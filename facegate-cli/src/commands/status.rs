//! Status command - show directory status and summary

use anyhow::Result;
use colored::Colorize;

use super::{get_context, get_data_dir};

pub fn run(json: bool) -> Result<()> {
    let ctx = get_context()?;

    let user_count = ctx.directory.user_count();
    let enrolled_count = ctx.directory.enrolled_users().len();

    if json {
        println!(
            "{}",
            serde_json::to_string_pretty(&serde_json::json!({
                "users": user_count,
                "faceEnrolled": enrolled_count,
                "faceLoginEnabled": ctx.config.face_login_enabled,
            }))?
        );
        return Ok(());
    }

    println!("{}", "FaceGate Status".bold());
    println!();
    println!("  Data directory:     {}", get_data_dir()?.display());
    println!("  Registered users:   {user_count}");
    println!("  Face enrollments:   {enrolled_count}");
    println!(
        "  Face login:         {}",
        if ctx.config.face_login_enabled {
            "enabled"
        } else {
            "disabled"
        }
    );
    Ok(())
}
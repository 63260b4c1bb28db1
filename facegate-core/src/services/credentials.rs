//! Credential service - password hashing and policy
//!
//! Pure, stateless operations. Uses Argon2id with a per-password random
//! salt; hashes are stored in PHC string format.

use argon2::{
    password_hash::{rand_core::OsRng, PasswordHash, PasswordHasher, PasswordVerifier, SaltString},
    Argon2,
};

use crate::domain::result::{Error, Result};

/// Hash a plaintext password with a fresh random salt
pub fn hash_password(password: &str) -> Result<String> {
    let salt = SaltString::generate(&mut OsRng);
    let hash = Argon2::default()
        .hash_password(password.as_bytes(), &salt)
        .map_err(|e| Error::encryption(format!("Password hashing failed: {e}")))?;
    Ok(hash.to_string())
}

/// Verify a plaintext password against a stored PHC hash
///
/// Returns false for a malformed hash rather than erroring; a record with
/// an unparseable hash simply never verifies.
pub fn verify_password(password: &str, password_hash: &str) -> bool {
    let Ok(parsed) = PasswordHash::new(password_hash) else {
        return false;
    };
    Argon2::default()
        .verify_password(password.as_bytes(), &parsed)
        .is_ok()
}

/// Validate the password policy for new and reset passwords
///
/// At least 8 characters with one uppercase letter, one lowercase letter
/// and one digit.
pub fn validate_password_policy(password: &str) -> Result<()> {
    if password.chars().count() < 8 {
        return Err(Error::WeakPassword(
            "password must be at least 8 characters long",
        ));
    }
    if !password.chars().any(|c| c.is_ascii_uppercase()) {
        return Err(Error::WeakPassword(
            "password must contain at least one uppercase letter",
        ));
    }
    if !password.chars().any(|c| c.is_ascii_lowercase()) {
        return Err(Error::WeakPassword(
            "password must contain at least one lowercase letter",
        ));
    }
    if !password.chars().any(|c| c.is_ascii_digit()) {
        return Err(Error::WeakPassword(
            "password must contain at least one digit",
        ));
    }
    Ok(())
}

#[cfg(test)]
mod tests {
    use super::*;

    #[test]
    fn test_hash_and_verify() {
        let hash = hash_password("Sekret123").unwrap();
        assert_ne!(hash, "Sekret123");
        assert!(hash.starts_with("$argon2"));
        assert!(verify_password("Sekret123", &hash));
        assert!(!verify_password("sekret123", &hash));
        assert!(!verify_password("", &hash));
    }

    #[test]
    fn test_hashes_are_salted() {
        let a = hash_password("Sekret123").unwrap();
        let b = hash_password("Sekret123").unwrap();
        assert_ne!(a, b);
        assert!(verify_password("Sekret123", &a));
        assert!(verify_password("Sekret123", &b));
    }

    #[test]
    fn test_verify_rejects_malformed_hash() {
        assert!(!verify_password("Sekret123", "not-a-phc-string"));
        assert!(!verify_password("Sekret123", ""));
    }

    #[test]
    fn test_password_policy() {
        assert!(validate_password_policy("Sekret12").is_ok());
        assert!(validate_password_policy("Abc1xyzz").is_ok());

        // too short
        assert!(validate_password_policy("Ab1").is_err());
        // missing uppercase
        assert!(validate_password_policy("sekret123").is_err());
        // missing lowercase
        assert!(validate_password_policy("SEKRET123").is_err());
        // missing digit
        assert!(validate_password_policy("Sekretqq").is_err());
    }
}
//! User domain model

use chrono::{DateTime, Utc};
use serde::{Deserialize, Serialize};

/// An active password-reset challenge
///
/// The code and its expiry always travel together; a `User` either has a
/// complete challenge or none at all.
#[derive(Debug, Clone, PartialEq, Eq, Serialize, Deserialize)]
pub struct ResetChallenge {
    pub code: String,
    pub expires_at: DateTime<Utc>,
}

impl ResetChallenge {
    /// True if the challenge has not yet expired at `now`
    pub fn is_live(&self, now: DateTime<Utc>) -> bool {
        now < self.expires_at
    }
}

/// A registered user record
///
/// `username` is the directory key (case-sensitive, immutable after
/// creation). `password_hash` is an Argon2id PHC string; the plaintext
/// password is never stored.
#[derive(Debug, Clone, PartialEq, Eq, Serialize, Deserialize)]
pub struct User {
    pub username: String,
    pub password_hash: String,
    pub email: String,
    pub registered_at: DateTime<Utc>,
    /// Label the face classifier predicts against. 1-based directory
    /// position at assignment time; unique while assigned.
    #[serde(default)]
    pub face_id: Option<u32>,
    #[serde(default)]
    pub reset: Option<ResetChallenge>,
}

impl User {
    /// Create a new user record with an already-hashed password
    pub fn new(
        username: impl Into<String>,
        password_hash: impl Into<String>,
        email: impl Into<String>,
    ) -> Self {
        Self {
            username: username.into(),
            password_hash: password_hash.into(),
            email: email.into(),
            registered_at: Utc::now(),
            face_id: None,
            reset: None,
        }
    }

    /// True if this user has an enrolled face
    pub fn has_face(&self) -> bool {
        self.face_id.is_some()
    }
}
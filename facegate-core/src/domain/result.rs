//! Result and error types for the core library

use thiserror::Error;

/// Core library error type
///
/// Login failures are deliberately coarse: `InvalidCredentials` covers
/// unknown usernames and wrong passwords alike, so a caller cannot probe
/// which usernames exist.
#[derive(Error, Debug)]
pub enum Error {
    #[error("Username already exists: {0}")]
    UsernameTaken(String),

    #[error("Invalid username or password")]
    InvalidCredentials,

    #[error("No account found for that email address")]
    EmailNotFound,

    #[error("Invalid or expired reset code")]
    InvalidOrExpiredCode,

    #[error("Weak password: {0}")]
    WeakPassword(&'static str),

    #[error("User not found: {0}")]
    UserNotFound(String),

    #[error("No user is logged in")]
    NotLoggedIn,

    #[error("Key store error: {0}")]
    KeyStore(String),

    #[error("Encryption error: {0}")]
    Encryption(String),

    #[error("Face model error: {0}")]
    FaceModel(String),

    #[error("IO error: {0}")]
    Io(#[from] std::io::Error),

    #[error("JSON error: {0}")]
    Json(#[from] serde_json::Error),
}

impl Error {
    /// Create a key store error
    pub fn key_store(msg: impl Into<String>) -> Self {
        Self::KeyStore(msg.into())
    }

    /// Create an encryption error
    pub fn encryption(msg: impl Into<String>) -> Self {
        Self::Encryption(msg.into())
    }

    /// Create a face model error
    pub fn face_model(msg: impl Into<String>) -> Self {
        Self::FaceModel(msg.into())
    }
}

/// Core library result type
pub type Result<T> = std::result::Result<T, Error>;

#[cfg(test)]
mod tests {
    use super::*;

    #[test]
    fn test_invalid_credentials_is_undifferentiated() {
        // Unknown username and wrong password must render identically.
        let unknown = Error::InvalidCredentials;
        let wrong = Error::InvalidCredentials;
        assert_eq!(unknown.to_string(), wrong.to_string());
    }

    #[test]
    fn test_error_display() {
        let err = Error::UsernameTaken("alice".to_string());
        assert_eq!(err.to_string(), "Username already exists: alice");

        let err = Error::key_store("cannot read secret.key");
        assert!(err.to_string().contains("secret.key"));
    }
}
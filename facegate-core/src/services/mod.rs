//! Service layer - business logic orchestration
//!
//! Services coordinate domain logic and port interactions. Each service
//! focuses on a specific use case or feature area.

pub mod credentials;
mod directory;
mod enrollment;
mod face_auth;
mod key_store;
mod reset;
mod store;

pub use directory::UserDirectory;
pub use enrollment::EnrollmentService;
pub use face_auth::{FaceAuthSession, CONFIDENCE_THRESHOLD, MAX_FAILED_ATTEMPTS};
pub use key_store::{KeyStore, KEY_LENGTH};
pub use reset::{email_verification_code, PasswordResetFlow, RESET_CODE_LENGTH, RESET_CODE_TTL_SECS};
pub use store::EncryptedUserStore;
//! CLI command implementations

pub mod face;
pub mod login;
pub mod register;
pub mod reset;
pub mod status;

use std::path::PathBuf;

use anyhow::{Context, Result};
use facegate_core::FacegateContext;

/// Get the facegate directory from environment or default
pub fn get_data_dir() -> Result<PathBuf> {
    if let Ok(dir) = std::env::var("FACEGATE_DATA_DIR") {
        return Ok(PathBuf::from(dir));
    }
    dirs::home_dir()
        .map(|home| home.join(".facegate"))
        .context("Could not find home directory")
}

/// Get or create the facegate context
pub fn get_context() -> Result<FacegateContext> {
    let data_dir = get_data_dir()?;

    std::fs::create_dir_all(&data_dir)
        .with_context(|| format!("Failed to create facegate directory: {:?}", data_dir))?;

    FacegateContext::new(&data_dir).context("Failed to initialize facegate context")
}
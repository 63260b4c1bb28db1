//! Face authentication session - per-frame prediction reduction
//!
//! Consumes a stream of recognizer predictions (one per detected face per
//! frame, produced by the external capture pipeline) and reduces it to a
//! single login outcome. Pure given the event stream: no camera, no
//! classifier, no clock. Events are processed one at a time and in
//! temporal order; the session is not reentrant.

use std::collections::HashMap;

use tracing::debug;

use crate::domain::{FaceLoginOutcome, Prediction, User};

/// Recognizer distance below which a prediction counts as a match
///
/// Calibration constant of the classifier in use; lower is better.
pub const CONFIDENCE_THRESHOLD: f64 = 50.0;

/// Unmatched-face observations allowed before the session gives up
pub const MAX_FAILED_ATTEMPTS: u32 = 50;

/// State machine turning per-frame predictions into a login outcome
///
/// Starts searching; terminal states (`Authenticated`, `UnknownFace`,
/// `MaxAttemptsReached`, `NoFaceDetected`, `Cancelled`) absorb all
/// further events.
pub struct FaceAuthSession {
    enrolled: HashMap<u32, User>,
    failed_attempts: u32,
    unmatched_seen: bool,
    outcome: Option<FaceLoginOutcome>,
}

impl FaceAuthSession {
    /// Start a session over a snapshot of enrolled users
    ///
    /// Users without a face id are ignored. The snapshot is fixed for the
    /// session; enrollment changes mid-stream are not observed.
    pub fn new(users: impl IntoIterator<Item = User>) -> Self {
        let enrolled = users
            .into_iter()
            .filter_map(|u| u.face_id.map(|id| (id, u)))
            .collect();
        Self {
            enrolled,
            failed_attempts: 0,
            unmatched_seen: false,
            outcome: None,
        }
    }

    /// Feed one prediction; returns the outcome once the session is terminal
    pub fn observe(&mut self, prediction: Prediction) -> Option<FaceLoginOutcome> {
        if self.outcome.is_some() {
            return self.outcome.clone();
        }

        debug!(
            candidate_id = prediction.candidate_id,
            confidence = prediction.confidence,
            "face prediction"
        );

        if prediction.confidence < CONFIDENCE_THRESHOLD {
            if let Some(user) = self.enrolled.get(&prediction.candidate_id) {
                self.outcome = Some(FaceLoginOutcome::Authenticated(user.clone()));
                return self.outcome.clone();
            }
            // A confident prediction for an id nobody is enrolled under
            // counts as a failure like any other unmatched sighting.
        }
        self.unmatched_seen = true;
        self.failed_attempts += 1;

        if self.failed_attempts >= MAX_FAILED_ATTEMPTS {
            self.outcome = Some(FaceLoginOutcome::MaxAttemptsReached);
        }
        self.outcome.clone()
    }

    /// Abort the session (user cancelled capture)
    ///
    /// A session that already reached a terminal state keeps its outcome.
    pub fn cancel(&mut self) {
        if self.outcome.is_none() {
            self.outcome = Some(FaceLoginOutcome::Cancelled);
        }
    }

    /// Resolve the session after the event stream has ended
    ///
    /// Without a terminal state: seeing any unmatched face yields
    /// `UnknownFace`, otherwise `NoFaceDetected` (the camera never
    /// produced a detectable face).
    pub fn finish(self) -> FaceLoginOutcome {
        if let Some(outcome) = self.outcome {
            return outcome;
        }
        if self.unmatched_seen {
            FaceLoginOutcome::UnknownFace
        } else {
            FaceLoginOutcome::NoFaceDetected
        }
    }

    /// Drive a whole event stream to its outcome
    pub fn resolve(mut self, events: impl IntoIterator<Item = Prediction>) -> FaceLoginOutcome {
        for event in events {
            if let Some(outcome) = self.observe(event) {
                return outcome;
            }
        }
        self.finish()
    }

    /// Unmatched-face observations so far
    pub fn failed_attempts(&self) -> u32 {
        self.failed_attempts
    }

    /// True once the session has reached a terminal state
    pub fn is_terminal(&self) -> bool {
        self.outcome.is_some()
    }
}

#[cfg(test)]
mod tests {
    use super::*;

    fn enrolled(pairs: &[(&str, u32)]) -> Vec<User> {
        pairs
            .iter()
            .map(|(name, id)| {
                let mut user = User::new(*name, "$argon2id$fake", format!("{name}@example.com"));
                user.face_id = Some(*id);
                user
            })
            .collect()
    }

    #[test]
    fn test_confident_match_authenticates() {
        let session = FaceAuthSession::new(enrolled(&[("alice", 7)]));
        let outcome = session.resolve([Prediction::new(7, 30.0)]);
        match outcome {
            FaceLoginOutcome::Authenticated(user) => assert_eq!(user.username, "alice"),
            other => panic!("expected Authenticated, got {other:?}"),
        }
    }

    #[test]
    fn test_threshold_is_exclusive() {
        // confidence == 50 is not a match
        let mut session = FaceAuthSession::new(enrolled(&[("alice", 7)]));
        assert!(session.observe(Prediction::new(7, 50.0)).is_none());
        assert_eq!(session.failed_attempts(), 1);

        // just under the threshold is
        let outcome = session.observe(Prediction::new(7, 49.9)).unwrap();
        assert!(outcome.is_authenticated());
    }

    #[test]
    fn test_max_attempts_reached() {
        let session = FaceAuthSession::new(enrolled(&[("alice", 7)]));
        let events = std::iter::repeat(Prediction::new(99, 10.0)).take(50);
        assert_eq!(session.resolve(events), FaceLoginOutcome::MaxAttemptsReached);
    }

    #[test]
    fn test_unknown_face_on_stream_end() {
        let session = FaceAuthSession::new(enrolled(&[("alice", 7)]));
        let outcome = session.resolve([Prediction::new(99, 10.0)]);
        assert_eq!(outcome, FaceLoginOutcome::UnknownFace);
    }

    #[test]
    fn test_empty_stream_means_no_face_detected() {
        let session = FaceAuthSession::new(enrolled(&[("alice", 7)]));
        assert_eq!(session.resolve([]), FaceLoginOutcome::NoFaceDetected);
    }

    #[test]
    fn test_match_on_final_attempt_wins() {
        // 49 failures, then a match: authentication beats the cap
        let mut session = FaceAuthSession::new(enrolled(&[("alice", 7)]));
        for _ in 0..49 {
            assert!(session.observe(Prediction::new(99, 10.0)).is_none());
        }
        let outcome = session.observe(Prediction::new(7, 20.0)).unwrap();
        assert!(outcome.is_authenticated());
    }

    #[test]
    fn test_cancel() {
        let mut session = FaceAuthSession::new(enrolled(&[("alice", 7)]));
        session.observe(Prediction::new(99, 10.0));
        session.cancel();
        assert!(session.is_terminal());
        assert_eq!(session.finish(), FaceLoginOutcome::Cancelled);
    }

    #[test]
    fn test_cancel_does_not_override_terminal_state() {
        let mut session = FaceAuthSession::new(enrolled(&[("alice", 7)]));
        session.observe(Prediction::new(7, 20.0));
        session.cancel();
        assert!(session.finish().is_authenticated());
    }

    #[test]
    fn test_terminal_state_absorbs_events() {
        let mut session = FaceAuthSession::new(enrolled(&[("alice", 7)]));
        session.observe(Prediction::new(7, 20.0));
        let attempts_before = session.failed_attempts();

        let outcome = session.observe(Prediction::new(99, 10.0)).unwrap();
        assert!(outcome.is_authenticated());
        assert_eq!(session.failed_attempts(), attempts_before);
    }

    #[test]
    fn test_unenrolled_users_are_ignored() {
        // A user without a face id never matches, whatever the prediction
        let users = vec![User::new("alice", "$argon2id$fake", "a@b.com")];
        let session = FaceAuthSession::new(users);
        let outcome = session.resolve([Prediction::new(0, 1.0)]);
        assert_eq!(outcome, FaceLoginOutcome::UnknownFace);
    }
}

• What is expected:
What lines above contain the word "that"? Please copy each one.

• Exercise solution:
    #[error("No account found for that email address")]
    /// A session that already reached a terminal state keeps its outcome.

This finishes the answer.